● **TASK PROMPT**:
Within the data below, determine how many lines contain "wird" and supply only that figure.
----- INPUT RECORDS
//! Sitzungszustand
//!
//! Expliziter Kontext der vom Session-Controller gehalten und per Referenz
//! an die Gaze-Zustandsmaschine gereicht wird.

use serde::{Deserialize, Serialize};

use crate::types::{AudioRef, SessionId};

/// Betriebsmodus der Sitzung
#[derive(Debug, Clone, Copy, PartialEq, Eq, Default, Serialize, Deserialize)]
pub enum SessionMode {
    #[default]
    Idle,
    Calibrating,
    Experiencing,
}

/// Veraenderlicher Zustand einer laufenden Sitzung
#[derive(Debug, Clone)]
pub struct SessionState {
    pub id: SessionId,
    pub mode: SessionMode,
    /// Aktuell ausgewaehlter Clip (None = kein Clip, Rausch-Ersatz)
    pub current_audio: Option<AudioRef>,
    /// Zielrotation in Radiant, einmal pro Erlebnis gezogen
    pub target_rotation: f32,
    /// Spiegelt `GazeState == Closed`
    pub is_connected: bool,
    /// Gesetzt sobald ein Clip zu Ende gespielt hat, geloescht beim naechsten OPEN-Frame
    pub awaiting_next_audio: bool,
    /// Letzte kalibrierte Kopfrotation (nur Anzeige)
    pub head_rotation: f32,
}

impl SessionState {
    pub fn new() -> Self {
        Self {
            id: SessionId::new(),
            mode: SessionMode::Idle,
            current_audio: None,
            target_rotation: 0.0,
            is_connected: false,
            awaiting_next_audio: false,
            head_rotation: 0.0,
        }
    }

    /// Wechselt in den Erlebnis-Modus und setzt die Pro-Erlebnis-Felder zurueck
    pub fn begin_experience(&mut self, target_rotation: f32) {
        self.mode = SessionMode::Experiencing;
        self.is_connected = false;
        self.awaiting_next_audio = false;
        self.target_rotation = target_rotation;
        self.head_rotation = 0.0;
    }

    pub fn is_experiencing(&self) -> bool {
        self.mode == SessionMode::Experiencing
    }
}

impl Default for SessionState {
    fn default() -> Self {
        Self::new()
    }
}
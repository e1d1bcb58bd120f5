//! Fehlertypen fuer die Blick-Erkennung

use brainswap_core::BrainswapError;
use thiserror::Error;

#[derive(Debug, Error)]
pub enum GazeError {
    #[error("Konfigurationsfehler: {0}")]
    Konfiguration(String),
}

pub type GazeResult<T> = Result<T, GazeError>;

impl From<GazeError> for BrainswapError {
    fn from(e: GazeError) -> Self {
        match e {
            GazeError::Konfiguration(msg) => BrainswapError::Konfiguration(msg),
        }
    }
}
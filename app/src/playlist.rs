//! Playlist aus einem lokalen JSON-Index
//!
//! Der Index ist ein JSON-Objekt, dessen Werte Eintraege der Form
//! `{ "id": ..., "name": ..., "date": ... }` sind (`date` wird ignoriert).
//! Die Bytes eines Clips liegen unter `<audio_verzeichnis>/<id>`.

use std::collections::BTreeMap;
use std::path::PathBuf;

use async_trait::async_trait;
use brainswap_core::{AudioRef, BrainswapError, Playlist, Result};
use bytes::Bytes;
use serde::Deserialize;
use tracing::{debug, warn};

#[derive(Debug, Deserialize)]
struct IndexEintrag {
    id: String,
    #[serde(default)]
    name: Option<String>,
}

/// Playlist-Kollaborateur ueber Dateisystem
#[derive(Debug, Clone)]
pub struct JsonPlaylist {
    index: PathBuf,
    audio_verzeichnis: PathBuf,
}

impl JsonPlaylist {
    pub fn neu(index: impl Into<PathBuf>, audio_verzeichnis: impl Into<PathBuf>) -> Self {
        Self {
            index: index.into(),
            audio_verzeichnis: audio_verzeichnis.into(),
        }
    }

    /// Wertet einen Index-Text aus
    fn index_auswerten(&self, inhalt: &str) -> Result<Vec<AudioRef>> {
        let eintraege: BTreeMap<String, IndexEintrag> = serde_json::from_str(inhalt)
            .map_err(|e| {
                BrainswapError::Playlist(format!(
                    "Index '{}' ungueltig: {e}",
                    self.index.display()
                ))
            })?;

        Ok(eintraege
            .into_values()
            .map(|e| {
                let locator = self.audio_verzeichnis.join(&e.id);
                let name = e.name.unwrap_or_else(|| e.id.clone());
                AudioRef::new(e.id, name, locator.to_string_lossy())
            })
            .collect())
    }
}

#[async_trait]
impl Playlist for JsonPlaylist {
    async fn list_audio_refs(&self) -> Result<Vec<AudioRef>> {
        let inhalt = match tokio::fs::read_to_string(&self.index).await {
            Ok(inhalt) => inhalt,
            Err(e) if e.kind() == std::io::ErrorKind::NotFound => {
                warn!(index = %self.index.display(), "Playlist-Index fehlt, Liste ist leer");
                return Ok(Vec::new());
            }
            Err(e) => return Err(e.into()),
        };
        let refs = self.index_auswerten(&inhalt)?;
        debug!(anzahl = refs.len(), "Playlist geladen");
        Ok(refs)
    }

    async fn fetch_bytes(&self, reference: &AudioRef) -> Result<Bytes> {
        tokio::fs::read(&reference.locator)
            .await
            .map(Bytes::from)
            .map_err(|e| BrainswapError::Abruf {
                id: reference.id.as_str().to_string(),
                grund: e.to_string(),
            })
    }
}
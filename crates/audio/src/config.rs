//! Konfiguration des Audio-Mix

use serde::{Deserialize, Serialize};

use crate::error::{AudioError, AudioResult};

/// Parameter des Mix-Graphen und der Cues
#[derive(Debug, Clone, PartialEq, Serialize, Deserialize)]
#[serde(default)]
pub struct MixConfig {
    /// Cutoff des Muffle-Filters im dumpfen Zustand (Hz)
    pub muffled_cutoff_hz: f32,
    /// Cutoff im klaren Zustand (Hz)
    pub clear_cutoff_hz: f32,
    /// Cutoff beim Aufbau des Graphen (Hz)
    pub initial_cutoff_hz: f32,
    /// Zeitkonstante der Muffle-Rampe (s)
    pub muffle_time_constant: f64,
    pub dry_gain: f32,
    pub wet_gain: f32,
    /// Laenge der synthetischen Hall-Impulsantwort (s)
    pub reverb_seconds: f32,
    pub analyser_fft_size: usize,
    pub scan_rate_base: f32,
    pub scan_rate_max: f32,
    pub scan_gain: f32,
    /// Zeitkonstante fuer Scan-Gain, -Rate und -Pan beim Nachfuehren (s)
    pub scan_attack: f64,
    /// Zeitkonstante beim Ausblenden des Scan-Cues (s)
    pub scan_release: f64,
    /// Verzoegerung bis zum Stop der Scan-Quelle (s)
    pub scan_stop_grace: f64,
    /// Zeitkonstante beim Ausblenden des Master-Busses (s)
    pub stop_fade_time_constant: f64,
    /// Wartezeit zwischen Ausblenden und hartem Stop (ms)
    pub stop_grace_ms: u64,
    pub snap_highpass_hz: f32,
    /// Dauer des Kalibrierungs-Pieptons (s)
    pub beep_seconds: f64,
}

impl Default for MixConfig {
    fn default() -> Self {
        Self {
            muffled_cutoff_hz: 300.0,
            clear_cutoff_hz: 20_000.0,
            initial_cutoff_hz: 400.0,
            muffle_time_constant: 0.3,
            dry_gain: 0.8,
            wet_gain: 0.4,
            reverb_seconds: 3.0,
            analyser_fft_size: 256,
            scan_rate_base: 0.8,
            scan_rate_max: 1.5,
            scan_gain: 0.4,
            scan_attack: 0.1,
            scan_release: 0.2,
            scan_stop_grace: 0.3,
            stop_fade_time_constant: 0.1,
            stop_grace_ms: 300,
            snap_highpass_hz: 1_000.0,
            beep_seconds: 0.1,
        }
    }
}

impl MixConfig {
    pub fn validate(&self) -> AudioResult<()> {
        if self.muffled_cutoff_hz <= 0.0 || self.muffled_cutoff_hz >= self.clear_cutoff_hz {
            return Err(AudioError::Konfiguration(format!(
                "Cutoffs ungueltig: dumpf {} Hz, klar {} Hz",
                self.muffled_cutoff_hz, self.clear_cutoff_hz
            )));
        }
        if !self.analyser_fft_size.is_power_of_two() || self.analyser_fft_size < 32 {
            return Err(AudioError::Konfiguration(format!(
                "FFT-Groesse {} ist keine Zweierpotenz >= 32",
                self.analyser_fft_size
            )));
        }
        if self.dry_gain < 0.0 || self.wet_gain < 0.0 || self.scan_gain < 0.0 {
            return Err(AudioError::Konfiguration("Negative Verstaerkung".into()));
        }
        if self.scan_rate_base <= 0.0 || self.scan_rate_max < self.scan_rate_base {
            return Err(AudioError::Konfiguration(
                "Scan-Rate: Basis muss > 0 und <= Maximum sein".into(),
            ));
        }
        if self.reverb_seconds <= 0.0 {
            return Err(AudioError::Konfiguration("Hall-Laenge muss > 0 sein".into()));
        }
        Ok(())
    }
}
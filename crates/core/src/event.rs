//! Sitzungs-Ereignisse fuer externe Beobachter (UI)
//!
//! Der Session-Controller veroeffentlicht diese Ereignisse ueber einen
//! tokio broadcast-Kanal. Bildschirm und Navigation liegen ausserhalb
//! des Kerns und abonnieren nur.

use crate::types::{AudioId, SessionId};
use serde::{Deserialize, Serialize};

/// Alle Ereignisse die waehrend einer Sitzung entstehen
#[derive(Debug, Clone, PartialEq, Serialize, Deserialize)]
pub enum SessionEvent {
    /// Kalibrierung abgeschlossen
    Kalibriert {
        session_id: SessionId,
        threshold: f32,
        yaw_baseline: f32,
    },
    /// Erlebnis gestartet
    ErlebnisGestartet {
        session_id: SessionId,
        target_rotation: f32,
    },
    /// Blickzustand hat gewechselt (true = Augen zu / verbunden)
    BlickGewechselt { verbunden: bool },
    /// Voice-Wiedergabe gestartet (None = Rausch-Ersatz)
    StimmeGestartet { audio_id: Option<AudioId> },
    /// Clip zu Ende gespielt
    ClipBeendet { audio_id: Option<AudioId> },
    /// Naechster Clip ausgewaehlt
    NaechsterClip { audio_id: AudioId },
    /// Sitzung beendet
    Gestoppt { session_id: SessionId },
}

#[cfg(test)]
mod tests {
    use super::*;

    #[test]
    fn event_ist_serde_kompatibel() {
        let event = SessionEvent::Kalibriert {
            session_id: SessionId::new(),
            threshold: 0.21,
            yaw_baseline: -0.1,
        };
        let json = serde_json::to_string(&event).unwrap();
        let zurueck: SessionEvent = serde_json::from_str(&json).unwrap();
        assert_eq!(zurueck, event);
    }
}
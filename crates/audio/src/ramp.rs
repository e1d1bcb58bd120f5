//! Zeitgesteuerte Parameter-Automation
//!
//! Ein Parameter (Cutoff, Gain, Pan, Playback-Rate) aendert sich nie
//! sprunghaft sondern folgt geplanten Ereignissen:
//! - `set_value_at`: Sprung zum Zeitpunkt
//! - `set_target_at`: exponentielle Annaeherung `v(t) = z + (v0 - z) * e^(-(t - t0) / tau)`
//! - `exponential_ramp_to`: geometrische Interpolation bis zu einem Endzeitpunkt
//!
//! Neue Ziele vor Ende einer laufenden Annaeherung blenden vom aktuellen
//! Wert aus weiter. Das gleiche Ziel zweimal zu setzen aendert den
//! Endwert nicht.

#[derive(Debug, Clone, Copy, PartialEq)]
enum Automation {
    SetValue {
        time: f64,
        value: f32,
    },
    SetTarget {
        time: f64,
        target: f32,
        time_constant: f64,
    },
    ExponentialRamp {
        time: f64,
        end_time: f64,
        value: f32,
    },
}

impl Automation {
    fn start(&self) -> f64 {
        match *self {
            Automation::SetValue { time, .. }
            | Automation::SetTarget { time, .. }
            | Automation::ExponentialRamp { time, .. } => time,
        }
    }

    /// Wert zum Zeitpunkt `t`, ausgehend von `v0` beim Start des Ereignisses
    fn evaluate(&self, v0: f32, t: f64) -> f32 {
        match *self {
            Automation::SetValue { value, .. } => value,
            Automation::SetTarget {
                time,
                target,
                time_constant,
            } => {
                if time_constant <= 0.0 {
                    return target;
                }
                let k = (-(t - time) / time_constant).exp() as f32;
                target + (v0 - target) * k
            }
            Automation::ExponentialRamp {
                time,
                end_time,
                value,
            } => {
                if t >= end_time || end_time <= time {
                    return value;
                }
                // Vorzeichenwechsel oder 0: Wert halten bis zum Ende
                if v0 * value <= 0.0 {
                    return v0;
                }
                let frac = ((t - time) / (end_time - time)) as f32;
                v0 * (value / v0).powf(frac)
            }
        }
    }
}

/// Automations-Zeitleiste eines einzelnen Parameters
#[derive(Debug, Clone, PartialEq)]
pub struct ParamTimeline {
    initial: f32,
    events: Vec<Automation>,
}

impl ParamTimeline {
    pub fn new(value: f32) -> Self {
        Self {
            initial: value,
            events: Vec::new(),
        }
    }

    pub fn set_value_at(&mut self, value: f32, time: f64) {
        self.insert(Automation::SetValue { time, value });
    }

    pub fn set_target_at(&mut self, target: f32, time: f64, time_constant: f64) {
        self.insert(Automation::SetTarget {
            time,
            target,
            time_constant,
        });
    }

    /// Startet beim Aufrufzeitpunkt `time`, erreicht `value` bei `end_time`
    pub fn exponential_ramp_to(&mut self, value: f32, time: f64, end_time: f64) {
        self.insert(Automation::ExponentialRamp {
            time,
            end_time,
            value,
        });
    }

    /// Wert zum Zeitpunkt `t`
    pub fn value_at(&self, t: f64) -> f32 {
        let mut v = self.initial;
        for (i, event) in self.events.iter().enumerate() {
            if event.start() > t {
                break;
            }
            let segment_end = self
                .events
                .get(i + 1)
                .map(Automation::start)
                .filter(|s| *s <= t)
                .unwrap_or(t);
            v = event.evaluate(v, segment_end);
        }
        v
    }

    /// Wert, gegen den die Zeitleiste langfristig laeuft
    pub fn final_target(&self) -> f32 {
        match self.events.last() {
            None => self.initial,
            Some(Automation::SetValue { value, .. }) => *value,
            Some(Automation::SetTarget { target, .. }) => *target,
            Some(Automation::ExponentialRamp { value, .. }) => *value,
        }
    }

    /// Anzahl geplanter Ereignisse
    pub fn pending(&self) -> usize {
        self.events.len()
    }

    fn insert(&mut self, event: Automation) {
        let start = event.start();
        self.compact(start);
        let pos = self
            .events
            .iter()
            .position(|e| e.start() > start)
            .unwrap_or(self.events.len());
        self.events.insert(pos, event);
    }

    /// Fasst alle Ereignisse vor dem letzten bereits begonnenen zu einem
    /// Startwert zusammen. Haelt die Zeitleiste bei langen Sitzungen klein.
    fn compact(&mut self, now: f64) {
        let Some(last_started) = self.events.iter().rposition(|e| e.start() <= now) else {
            return;
        };
        if last_started == 0 {
            return;
        }
        let anchor = self.events[last_started].start();
        let mut v = self.initial;
        for (i, event) in self.events[..last_started].iter().enumerate() {
            let segment_end = self.events[i + 1].start().min(anchor);
            v = event.evaluate(v, segment_end);
        }
        self.initial = v;
        self.events.drain(..last_started);
    }
}
//! Radiale Spektrum-Anzeige
//!
//! Aus dem Byte-Spektrum des Analysers wird pro Anzeige-Tick ein
//! [`VisualFrame`] berechnet: jeder zehnte Bin wird zu einem radialen
//! Strahl, dazu ein pulsierender Innenkreis. Das eigentliche Zeichnen
//! uebernimmt ein [`VisualSink`].

use std::f32::consts::TAU;
use std::sync::Arc;

use parking_lot::Mutex;
use rand::Rng;
use serde::Serialize;
use tracing::trace;

/// Jeder n-te Bin wird gezeichnet
pub const BIN_SCHRITT: usize = 10;
/// Maximale Strahllaenge bei Vollausschlag (px)
pub const MAX_STRAHL: f32 = 100.0;

#[derive(Debug, Clone, Copy, PartialEq, Serialize)]
pub struct Strahl {
    pub von: (f32, f32),
    pub bis: (f32, f32),
}

#[derive(Debug, Clone, Copy, PartialEq, Serialize)]
pub struct Puls {
    pub radius: f32,
    /// Deckkraft in [0.1, 0.2)
    pub alpha: f32,
}

/// Ein Anzeige-Frame
#[derive(Debug, Clone, PartialEq, Serialize)]
pub struct VisualFrame {
    pub mitte: (f32, f32),
    pub radius: f32,
    pub strahlen: Vec<Strahl>,
    pub puls: Puls,
}

impl VisualFrame {
    /// Berechnet den Frame fuer eine Flaeche `breite` x `hoehe`
    pub fn aus_spektrum<R: Rng + ?Sized>(
        spektrum: &[u8],
        breite: f32,
        hoehe: f32,
        rng: &mut R,
    ) -> Self {
        let cx = breite / 2.0;
        let cy = hoehe / 2.0;
        let radius = cx.min(cy) * 0.4;
        let bins = spektrum.len().max(1) as f32;

        let strahlen = spektrum
            .iter()
            .enumerate()
            .step_by(BIN_SCHRITT)
            .map(|(i, &wert)| {
                let h = wert as f32 / 255.0 * MAX_STRAHL;
                let winkel = i as f32 / bins * TAU;
                let (sin, cos) = winkel.sin_cos();
                Strahl {
                    von: (cx + cos * radius, cy + sin * radius),
                    bis: (cx + cos * (radius + h), cy + sin * (radius + h)),
                }
            })
            .collect();

        Self {
            mitte: (cx, cy),
            radius,
            strahlen,
            puls: Puls {
                radius: radius * 0.9,
                alpha: 0.1 + rng.gen::<f32>() * 0.1,
            },
        }
    }
}

/// Ziel fuer Anzeige-Frames
pub trait VisualSink: Send {
    fn zeichnen(&mut self, frame: &VisualFrame);
    /// Nicht verbunden: Flaeche leeren
    fn leeren(&mut self);
}

/// Schreibt Frames ins Trace-Log
#[derive(Debug, Default)]
pub struct TraceSink;

impl VisualSink for TraceSink {
    fn zeichnen(&mut self, frame: &VisualFrame) {
        let spitze = frame
            .strahlen
            .iter()
            .map(|s| {
                let dx = s.bis.0 - s.von.0;
                let dy = s.bis.1 - s.von.1;
                (dx * dx + dy * dy).sqrt()
            })
            .fold(0.0_f32, f32::max);
        trace!(strahlen = frame.strahlen.len(), spitze, "Anzeige");
    }

    fn leeren(&mut self) {}
}

/// Sammelt Frames zur spaeteren Auswertung (`None` = geleert)
#[derive(Debug, Clone, Default)]
pub struct SammelSink {
    verlauf: Arc<Mutex<Vec<Option<VisualFrame>>>>,
}

impl SammelSink {
    pub fn neu() -> Self {
        Self::default()
    }

    pub fn verlauf(&self) -> Vec<Option<VisualFrame>> {
        self.verlauf.lock().clone()
    }

    pub fn gezeichnet(&self) -> usize {
        self.verlauf.lock().iter().filter(|f| f.is_some()).count()
    }
}

impl VisualSink for SammelSink {
    fn zeichnen(&mut self, frame: &VisualFrame) {
        self.verlauf.lock().push(Some(frame.clone()));
    }

    fn leeren(&mut self) {
        self.verlauf.lock().push(None);
    }
}
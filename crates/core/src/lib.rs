//! brainswap-core – Gemeinsame Typen, Traits und Fehlertypen
//!
//! Dieses Crate stellt die Bausteine bereit, die von Gaze-, Audio- und
//! App-Crate gemeinsam genutzt werden: Sitzungszustand, Audio-Referenzen,
//! das Playlist-Kollaborateur-Trait und den Event-Typ fuer die UI.

pub mod error;
pub mod event;
pub mod playlist;
pub mod session;
pub mod types;

// Re-Exporte fuer bequemen Zugriff
pub use error::{BrainswapError, Result};
pub use event::SessionEvent;
pub use playlist::{pick_random, MemoryPlaylist, Playlist};
pub use session::{SessionMode, SessionState};
pub use types::{AudioId, AudioRef, SessionId};
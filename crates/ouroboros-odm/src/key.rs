//! Keys: (collection, identifier) pairs pointing at one stored document

use std::fmt;

use bson::{Bson, Document};

use crate::codec::{Decoder, Encoder, MappedValue};
use crate::mapping::ValueShape;
use crate::Result;

/// Document key holding the referenced collection in a stored key
pub const REF_KEY: &str = "$ref";

/// Document key holding the referenced identifier in a stored key
pub const REF_ID_KEY: &str = "$id";

/// Reference to a stored document
///
/// Two keys are equal iff both the collection name and the identifier are
/// equal. Keys are returned by `save` and stored in place of referenced
/// entities.
#[derive(Debug, Clone, PartialEq)]
pub struct Key {
    collection: String,
    id: Bson,
}

impl Key {
    pub fn new(collection: impl Into<String>, id: impl Into<Bson>) -> Self {
        Self {
            collection: collection.into(),
            id: id.into(),
        }
    }

    /// Collection (document name) the key points into
    pub fn collection(&self) -> &str {
        &self.collection
    }

    /// Identifier of the referenced document
    pub fn id(&self) -> &Bson {
        &self.id
    }

    /// Stored form: `{"$ref": <collection>, "$id": <id>}`
    pub fn to_bson(&self) -> Bson {
        let mut stored = Document::new();
        stored.insert(REF_KEY, self.collection.clone());
        stored.insert(REF_ID_KEY, self.id.clone());
        Bson::Document(stored)
    }

    /// Parse the stored form written by [`Key::to_bson`]
    ///
    /// Returns `None` if the value is not a `$ref`/`$id` document.
    pub fn from_bson(value: &Bson) -> Option<Key> {
        let doc = value.as_document()?;
        let collection = doc.get_str(REF_KEY).ok()?;
        let id = doc.get(REF_ID_KEY)?;
        Some(Key::new(collection, id.clone()))
    }
}

impl fmt::Display for Key {
    fn fmt(&self, f: &mut fmt::Formatter<'_>) -> fmt::Result {
        write!(f, "{}:{}", self.collection, self.id)
    }
}

impl MappedValue for Key {
    fn shape() -> ValueShape {
        ValueShape::value::<Key>()
    }

    fn encode(&self, _enc: &mut Encoder<'_>) -> Result<Option<Bson>> {
        Ok(Some(self.to_bson()))
    }

    fn decode(value: Bson, dec: &mut Decoder<'_>) -> Result<Self> {
        Key::from_bson(&value).ok_or_else(|| {
            dec.error(format!(
                "expected a {{\"{}\", \"{}\"}} document, got {}",
                REF_KEY,
                REF_ID_KEY,
                crate::codec::bson_type_name(&value)
            ))
        })
    }
}

#[cfg(test)]
mod tests {
    use super::*;
    use bson::doc;
    use bson::oid::ObjectId;

    #[test]
    fn test_key_equality() {
        let id = ObjectId::new();
        assert_eq!(Key::new("users", id), Key::new("users", id));
        assert_ne!(Key::new("users", id), Key::new("admins", id));
        assert_ne!(Key::new("users", 1i64), Key::new("users", 2i64));
    }

    #[test]
    fn test_key_stored_form() {
        let key = Key::new("facebook_users", 3i64);
        assert_eq!(
            key.to_bson(),
            Bson::Document(doc! { "$ref": "facebook_users", "$id": 3i64 })
        );
        assert_eq!(Key::from_bson(&key.to_bson()), Some(key));
    }

    #[test]
    fn test_key_from_non_reference() {
        assert_eq!(Key::from_bson(&Bson::Int32(1)), None);
        assert_eq!(Key::from_bson(&Bson::Document(doc! { "$ref": "x" })), None);
    }

    #[test]
    fn test_key_display() {
        assert_eq!(Key::new("users", "bob").to_string(), "users:\"bob\"");
    }
}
----------
● **TASK RESPONSE**:
5